The Pennsylvania lieutenant gubernatorial election of 2010 was held on November 2, 2010. The winning candidates for Governor and Lieutenant Governor will serve a four-year term from 2011 to 2015. In Pennsylvania, the Lieutenant Governor is elected on the same ticket as the Governor, so the only campaign for this office was the primary election.

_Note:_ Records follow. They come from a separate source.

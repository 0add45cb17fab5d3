//! Regional frequency parameters
//!
//! Only the EU868 plan is implemented. Channel selection is uniformly
//! random per transmission; join requests draw from a dedicated subset of
//! the uplink channels.

use rand::Rng;

/// EU868 uplink channels in MHz
pub const EU868_UPLINK_MHZ: [f64; 8] = [868.1, 868.3, 868.5, 867.1, 867.3, 867.5, 867.7, 867.9];

/// Number of leading uplink channels usable for join requests
pub const EU868_JOIN_CHANNELS: usize = 3;

/// LoRa sync word for public networks
pub const PUBLIC_SYNC_WORD: u8 = 0x34;

/// A regional frequency plan: the uplink channel list plus the subset
/// used for join transmissions
#[derive(Debug, Clone)]
pub struct FrequencyPlan {
    uplink: Vec<f64>,
    join: Vec<f64>,
}

impl FrequencyPlan {
    /// The EU868 plan: eight uplink channels, the first three for joins
    pub fn eu868() -> Self {
        Self {
            uplink: EU868_UPLINK_MHZ.to_vec(),
            join: EU868_UPLINK_MHZ[..EU868_JOIN_CHANNELS].to_vec(),
        }
    }

    /// A custom plan; an empty join list falls back to the uplink list
    pub fn new(uplink: Vec<f64>, join: Vec<f64>) -> Self {
        let join = if join.is_empty() {
            uplink.clone()
        } else {
            join
        };
        Self { uplink, join }
    }

    /// Pick a channel uniformly at random
    pub fn random_channel(&self, join: bool) -> f64 {
        let channels = if join { &self.join } else { &self.uplink };
        channels[rand::thread_rng().gen_range(0..channels.len())]
    }

    /// Uplink channels in MHz
    pub fn uplink_channels(&self) -> &[f64] {
        &self.uplink
    }

    /// Join channels in MHz
    pub fn join_channels(&self) -> &[f64] {
        &self.join
    }
}

impl Default for FrequencyPlan {
    fn default() -> Self {
        Self::eu868()
    }
}
use thiserror::Error;

#[derive(Error, Debug)]
pub enum EngineError {
    #[error("Config parse error: {0}")]
    ConfigError(#[from] toml::de::Error),

    #[error("IO error: {0}")]
    IoError(#[from] std::io::Error),

    #[error("Board index out of range: {0}")]
    BadBoardIndex(usize),
}

pub type Result<T> = std::result::Result<T, EngineError>;

/// A recoverable fault in an in-world script. Never propagated across the
/// simulation boundary: the interpreter logs it and pauses the offending
/// thing, and the tick continues.
#[derive(Error, Debug, Clone, PartialEq, Eq)]
pub enum ScriptError {
    #[error("Missing argument for #{0}")]
    MissingArgument(String),

    #[error("Bad direction expression: {0:?}")]
    BadDirection(String),

    #[error("Unknown entity kind: {0:?}")]
    UnknownKind(String),

    #[error("Unknown counter: {0:?}")]
    UnknownCounter(String),

    #[error("Bad numeric argument: {0:?}")]
    BadNumber(String),
}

As a result of Tom Corbett's election to the position of governor, Jim Cawley became the new Lieutenant Governor.

==Democratic primary==
===Candidates===
- Scott Conklin, State Representative (from Philipsburg)
- Jonathan Saidel, former Philadelphia City Controller
- Doris Smith-Ribner, former Commonwealth Court Judge (from Pittsburgh)

===Results===

Democratic primary results
| Party |  | Candidate | Votes | % |
|---|---|---|---|---|
|  | Democratic | Doris A. Smith-Ribner | 267,033 | 29.8 |
|  | Democratic | Scott H. Conklin | 316,557 | 35.3 |
|  | Democratic | Jonathan A. Saidel | 312,749 | 34.9 |

As a result of the Democratic primary, Scott Conklin served as the running mate to Democratic gubernatorial candidate Dan Onorato.

==Republican primary==
===Candidates===
- Jim Cawley, Bucks County Commissioner (from Middletown Township)
- Chet Beiler, manufacturing executive and 2008 Republican nominee for Auditor General (from Penn Township, Lancaster County)
- Russ Diamond, director of PACleanSweep (from Annville Township)
- Steve Johnson, home inspection executive (from York)
- John Kennedy, former State Representative (from Camp Hill)
- Billy McCue, business manager for a Roman Catholic church (from Carroll Township, Washington County)
- Daryl Metcalfe, State Representative (from Cranberry Township, Butler County)
- Jean Craige Pepper, financial executive and 2004 Republican nominee for Pennsylvania State Treasurer (from Millcreek Township, Erie County)
- Stephen Urban, Luzerne County Commissioner (from Wilkes-Barre)

===Withdrew===
- Carol Aichele, from Tredyffrin Township, Chester County

===Results===

Republican primary results
| Party |  | Candidate | Votes | % |
|---|---|---|---|---|
|  | Republican | Steve Johnson | 83,548 | 10.5 |
|  | Republican | Jean Craige Pepper | 66,619 | 8.4 |
|  | Republican | Russ Diamond | 35,707 | 4.5 |
|  | Republican | Chet Beiler | 163,762 | 20.6 |
|  | Republican | Jim Cawley | 209,441 | 26.3 |
|  | Republican | Billy McCue | 28,018 | 3.5 |
|  | Republican | John Kennedy | 72,409 | 9.1 |
|  | Republican | Stephen A. Urban | 35,676 | 4.5 |
|  | Republican | Daryl Metcalfe | 101,671 | 12.8 |

As a result of the Republican primary, Jim Cawley served as the running mate to Republican gubernatorial candidate Tom Corbett.